As Lorimer attempts to make sense of the killing and the potential motives behind it, there comes reports of two further murders in swift succession: both victims are former police officers.

While there doesn't appear any immediately obvious links involving the trio of retired cops – other than their erstwhile professions – as Lorimer is fond of saying: he doesn't believe in coincidences.
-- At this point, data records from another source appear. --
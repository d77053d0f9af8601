//! Character movement: acceleration, jumping, damping, sprint stamina, look.

use avian3d::prelude::*;
use bevy::prelude::*;

use super::{
    Grounded, MovementSettings, Player, PlayerAction, PlayerCamera, STAMINA_DEPLETION_RATE,
    STAMINA_RECOVERY_RATE, Sprinting, Stamina,
};

/// Mouse-delta to radians.
const LOOK_SENSITIVITY: f32 = 0.002;

/// Just shy of straight up/down so the view never flips.
const PITCH_LIMIT: f32 = 1.54;

/// Horizontal speed below which the character counts as standing still.
const MOVING_THRESHOLD: f32 = 0.1;

/// Marks the character grounded when the downward shape cast hits a slope
/// shallower than `max_slope_angle`.
pub(super) fn update_grounded(
    mut commands: Commands,
    query: Query<(Entity, &ShapeHits, &Rotation, &MovementSettings), With<Player>>,
) {
    for (entity, hits, rotation, settings) in &query {
        let is_grounded = hits.iter().any(|hit| {
            (rotation.0 * -hit.normal2).angle_between(Vec3::Y) <= settings.max_slope_angle
        });

        if is_grounded {
            commands.entity(entity).insert(Grounded);
        } else {
            commands.entity(entity).remove::<Grounded>();
        }
    }
}

/// Applies movement, jump, and sprint actions to the character body.
pub(super) fn apply_player_actions(
    time: Res<Time>,
    mut actions: MessageReader<PlayerAction>,
    mut players: Query<
        (
            &MovementSettings,
            &Stamina,
            &mut Sprinting,
            &Transform,
            &mut LinearVelocity,
            Has<Grounded>,
        ),
        With<Player>,
    >,
) {
    let delta = time.delta_secs();
    for action in actions.read() {
        let Ok((settings, stamina, mut sprinting, transform, mut velocity, grounded)) =
            players.single_mut()
        else {
            return;
        };
        match action {
            PlayerAction::Move(axes) => {
                // Yaw-relative: forward is the body's -Z.
                let direction = (transform.rotation * Vec3::new(axes.x, 0.0, -axes.y))
                    .with_y(0.0)
                    .normalize_or_zero();
                velocity.0 += direction * settings.acceleration * delta;

                let max_speed = if sprinting.0 {
                    settings.run_speed
                } else {
                    settings.walk_speed
                };
                let horizontal = velocity.0.with_y(0.0);
                if horizontal.length() > max_speed {
                    let capped = horizontal.normalize() * max_speed;
                    velocity.x = capped.x;
                    velocity.z = capped.z;
                }
            }
            PlayerAction::Jump => {
                if grounded {
                    velocity.y = settings.jump_impulse;
                }
            }
            PlayerAction::Sprint(active) => {
                sprinting.0 = *active && !stamina.depleted();
            }
            _ => {}
        }
    }
}

/// Slows horizontal movement so releasing the keys stops the character.
pub(super) fn apply_movement_damping(
    mut query: Query<(&MovementSettings, &mut LinearVelocity), With<Player>>,
) {
    for (settings, mut velocity) in &mut query {
        // Leave the Y axis to gravity.
        velocity.x *= settings.damping;
        velocity.z *= settings.damping;
    }
}

/// Drains stamina while sprint-moving, recovers it otherwise, and
/// force-stops the sprint at zero.
pub(super) fn update_stamina(
    time: Res<Time>,
    mut players: Query<(&mut Stamina, &mut Sprinting, &LinearVelocity), With<Player>>,
) {
    let delta = time.delta_secs();
    for (mut stamina, mut sprinting, velocity) in &mut players {
        let moving = velocity.0.with_y(0.0).length() > MOVING_THRESHOLD;
        if sprinting.0 && moving {
            stamina.current -= STAMINA_DEPLETION_RATE * delta;
        } else {
            stamina.current += STAMINA_RECOVERY_RATE * delta;
        }
        stamina.current = stamina.current.clamp(0.0, stamina.max);

        if stamina.depleted() {
            sprinting.0 = false;
        }
    }
}

/// Mouse look: yaw rotates the body, pitch rotates the camera child.
pub(super) fn apply_look(
    mut actions: MessageReader<PlayerAction>,
    mut bodies: Query<&mut Transform, (With<Player>, Without<PlayerCamera>)>,
    mut cameras: Query<(&mut Transform, &mut PlayerCamera), Without<Player>>,
) {
    for action in actions.read() {
        let PlayerAction::Look(delta) = action else {
            continue;
        };
        if let Ok(mut body) = bodies.single_mut() {
            body.rotate_y(-delta.x * LOOK_SENSITIVITY);
        }
        if let Ok((mut camera, mut state)) = cameras.single_mut() {
            state.pitch = (state.pitch - delta.y * LOOK_SENSITIVITY).clamp(-PITCH_LIMIT, PITCH_LIMIT);
            camera.rotation = Quat::from_rotation_x(state.pitch);
        }
    }
}

#[cfg(test)]
mod integration_tests {
    use super::*;
    use pretty_assertions::assert_eq;
    use std::time::Duration;

    fn create_movement_test_app() -> App {
        let mut app = App::new();
        app.add_plugins(MinimalPlugins);
        app.add_message::<PlayerAction>();
        app.add_systems(
            Update,
            (apply_player_actions, update_stamina, apply_look).chain(),
        );
        app.update(); // Initialize time (first frame delta=0)
        app
    }

    fn spawn_player(world: &mut World) -> Entity {
        world
            .spawn((
                Player,
                MovementSettings::default(),
                Stamina::default(),
                Sprinting::default(),
                Transform::default(),
                LinearVelocity::default(),
            ))
            .id()
    }

    fn act(app: &mut App, action: PlayerAction) {
        app.world_mut().write_message(action);
    }

    /// Sleep briefly so MinimalPlugins' wall-clock delta is positive.
    fn update_with_delta(app: &mut App) {
        std::thread::sleep(Duration::from_millis(2));
        app.update();
    }

    #[test]
    fn move_action_accelerates_forward() {
        let mut app = create_movement_test_app();
        let player = spawn_player(app.world_mut());

        act(&mut app, PlayerAction::Move(Vec2::Y));
        update_with_delta(&mut app);

        let velocity = app.world().get::<LinearVelocity>(player).unwrap();
        // Forward is -Z for an unrotated body.
        assert!(velocity.z < 0.0, "expected forward motion, got {velocity:?}");
        assert_eq!(velocity.y, 0.0);
    }

    #[test]
    fn jump_requires_ground() {
        let mut app = create_movement_test_app();
        let player = spawn_player(app.world_mut());

        act(&mut app, PlayerAction::Jump);
        update_with_delta(&mut app);

        let velocity = app.world().get::<LinearVelocity>(player).unwrap();
        assert_eq!(velocity.y, 0.0);
    }

    #[test]
    fn grounded_jump_sets_vertical_velocity() {
        let mut app = create_movement_test_app();
        let player = spawn_player(app.world_mut());
        app.world_mut().entity_mut(player).insert(Grounded);

        act(&mut app, PlayerAction::Jump);
        update_with_delta(&mut app);

        let velocity = app.world().get::<LinearVelocity>(player).unwrap();
        let settings = app.world().get::<MovementSettings>(player).unwrap();
        assert_eq!(velocity.y, settings.jump_impulse);
    }

    #[test]
    fn sprinting_drains_stamina_while_moving() {
        let mut app = create_movement_test_app();
        let player = spawn_player(app.world_mut());
        app.world_mut()
            .entity_mut(player)
            .insert(LinearVelocity(Vec3::new(5.0, 0.0, 0.0)));

        act(&mut app, PlayerAction::Sprint(true));
        update_with_delta(&mut app);

        let stamina = app.world().get::<Stamina>(player).unwrap();
        assert!(stamina.current < stamina.max);
    }

    #[test]
    fn stamina_recovers_while_walking() {
        let mut app = create_movement_test_app();
        let player = spawn_player(app.world_mut());
        app.world_mut().get_mut::<Stamina>(player).unwrap().current = 50.0;

        update_with_delta(&mut app);

        let stamina = app.world().get::<Stamina>(player).unwrap();
        assert!(stamina.current > 50.0);
        assert!(stamina.current <= stamina.max);
    }

    #[test]
    fn empty_stamina_force_stops_sprint() {
        let mut app = create_movement_test_app();
        let player = spawn_player(app.world_mut());
        app.world_mut().get_mut::<Stamina>(player).unwrap().current = 0.001;
        app.world_mut()
            .entity_mut(player)
            .insert((Sprinting(true), LinearVelocity(Vec3::new(5.0, 0.0, 0.0))));

        update_with_delta(&mut app);

        let sprinting = app.world().get::<Sprinting>(player).unwrap();
        assert!(!sprinting.0);
        let stamina = app.world().get::<Stamina>(player).unwrap();
        assert!(stamina.current >= 0.0);
    }

    #[test]
    fn look_yaws_the_body() {
        let mut app = create_movement_test_app();
        let player = spawn_player(app.world_mut());

        act(&mut app, PlayerAction::Look(Vec2::new(100.0, 0.0)));
        update_with_delta(&mut app);

        let transform = app.world().get::<Transform>(player).unwrap();
        assert!(transform.rotation != Quat::IDENTITY);
    }

    #[test]
    fn look_pitch_is_clamped() {
        let mut app = create_movement_test_app();
        spawn_player(app.world_mut());
        let camera = app
            .world_mut()
            .spawn((PlayerCamera::default(), Transform::default()))
            .id();

        // A wildly large delta must clamp, not flip the view.
        act(&mut app, PlayerAction::Look(Vec2::new(0.0, 1_000_000.0)));
        update_with_delta(&mut app);

        let state = app.world().get::<PlayerCamera>(camera).unwrap();
        assert!((state.pitch + PITCH_LIMIT).abs() < 0.001);
    }
}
This is a brutal and targeted campaign.

Psychologist and criminal profiler Professor Solomon Brightman – think Watson to Lorimer's Sherlock – must turn his astute understanding of the human mind to establishing a pattern and finding who is ordering the hitman-style executions before another life is snuffed out.

When Shadows Fall is a pacey read that fans of Ann Cleeves, Val McDermid and Ian Rankin will enjoy (Cleeves' Shetland hero DI Jimmy Perez, McDermid's Fife-based DCI Karen Pirie and Rankin's Edinburgh-set detective series, Rebus, are all cut from the same cloth as the dogged Lorimer).

A hallmark of Gray's writing is the cosy familiarity of the characters and worlds she conjures, while deftly weaving in the essential components of a meaty crime novel/gripping psychological thriller – suspense, twists and searing imagery – that will have you whipping through its pages.

The author clearly prides herself on attention to detail regarding police procedures and has done her homework when it comes to the mechanics of investigations and the hierarchical structures (some may stumble over the prolific use of acronyms in places, but this is merely a minor quibble).

Gray has a knack for multi-layered storytelling that will appeal to readers who have devoured all 16 previous books, as well as those who like to dip in and out of the collection – or are coming to her novels for the first time.

With such a long-running series, it could be easy to go off the boil. Rest assured there are few signs of that happening any time soon.